Monday, December 2, 2013

Research Entry 5: The Male Portrait.

The ages in Pontormo and Bronzino’s portraits are difficult to identify. In 1531, Bronzino painted a portrait of 18- year old Guidobaldo della Rovre as a mature man with armor, a thick beard and large codpiece- a sign of military and sexual potency (Strehlke24). Pontormo’s Francesco Guardi depicts a 16- year old, Beardless and obviously too young to fight as he guards the bastions of Florence. The author of the book, (Strehlke) suggests that these are signs of abstraction- that they are figures of youth, idealized and difficult to capture in the real world. In 1532 Bronzino began working on a collection of paintings of young men. The settings for them all literary in which painting was speaking silent poetry.
 
Bronzino, Guidobaldo della Rovre, 1531-32. 
 
 
Pontormo, Portrait of a Halberdier (Francesco Guardi), 1528-30. 
 

Pontormo’s portrait of Alessandro de’ Medici, 1534, captures a young man in the middle of a drawing- and in profile- as most female portraits are done. Alessandro would later gift it the painting to his mistress. Like the portrait of The Two Men, the depiction of Alessandro is structured around the viewer (Strehlke, 19). Pontormo also paid special attention to how Alessandro’s hands were positioned. The uncomfortable work captured the chaotic backdrop of Alessandro’s life that he had witnessed first hand- a man noble in spirit, but not as a man. Alessandro was later murdered by his cousin Lorenzino because he felt he was a tyrant who, “had taken away every civilia, vestige and name of the republic.” (Strehlke, 19).

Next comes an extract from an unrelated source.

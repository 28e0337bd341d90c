//! Operational services around the core engine

pub mod status;

pub use status::{StatusServer, StatusState, SupervisorHealth};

Pontormo, Alessandro de' Medici, 1534.

Pontormo's Young Man with a Book, is dressed all in black surrounded by contemporary wooden furniture. The private architectural setting speaks to Florentines who seek style and a rime of living in disenfranchisement. “They sought to define what it is to be Florentine, by appealing to both a literary tradition based on the authority of Petrach and Dante and a parallel artistic tradition based on the authority of Michelangelo.” (Strehlke, 25). During the rule of Alessandro, there is a record- through poetry- of such Florentine men missing.
 
Pontormo, Portrait of a Young Man (with a book), 1535-40.

 1527 was marked by the sack of Rome and the summer of the plague. Several hundred Florentines died each day and by the end of the following summer, 30,000 Florentine lives had been claimed (Strehlke, 26).

Varchi’s poems evoke a political absence of the time. Bronzino’s, Lorenzio Lenzi celebrates the power of painting to render a presence (Strehlke, 27). At the same time, accompanied by contemporary sonnets, It suggests a lyric poetry that laments absence- creating a double negative. This idea goes way beyond the humanist model for portraiture. The language of art was universal; at this time so many had died or been cast out for political reasons, painting and sonnets was a way to bring the Tuscan community back together (Strehlke, 27).
 
Bronzino, Portrait of Lorenzio Lenzi, 1528.

Duke Alessandro was proceeded by Casimo I, who was 17 at the time. He was praised for being peaceful and loved by the people. He also showed immense skill at asserting continual commercial growth in Florence (Strehlke, 27).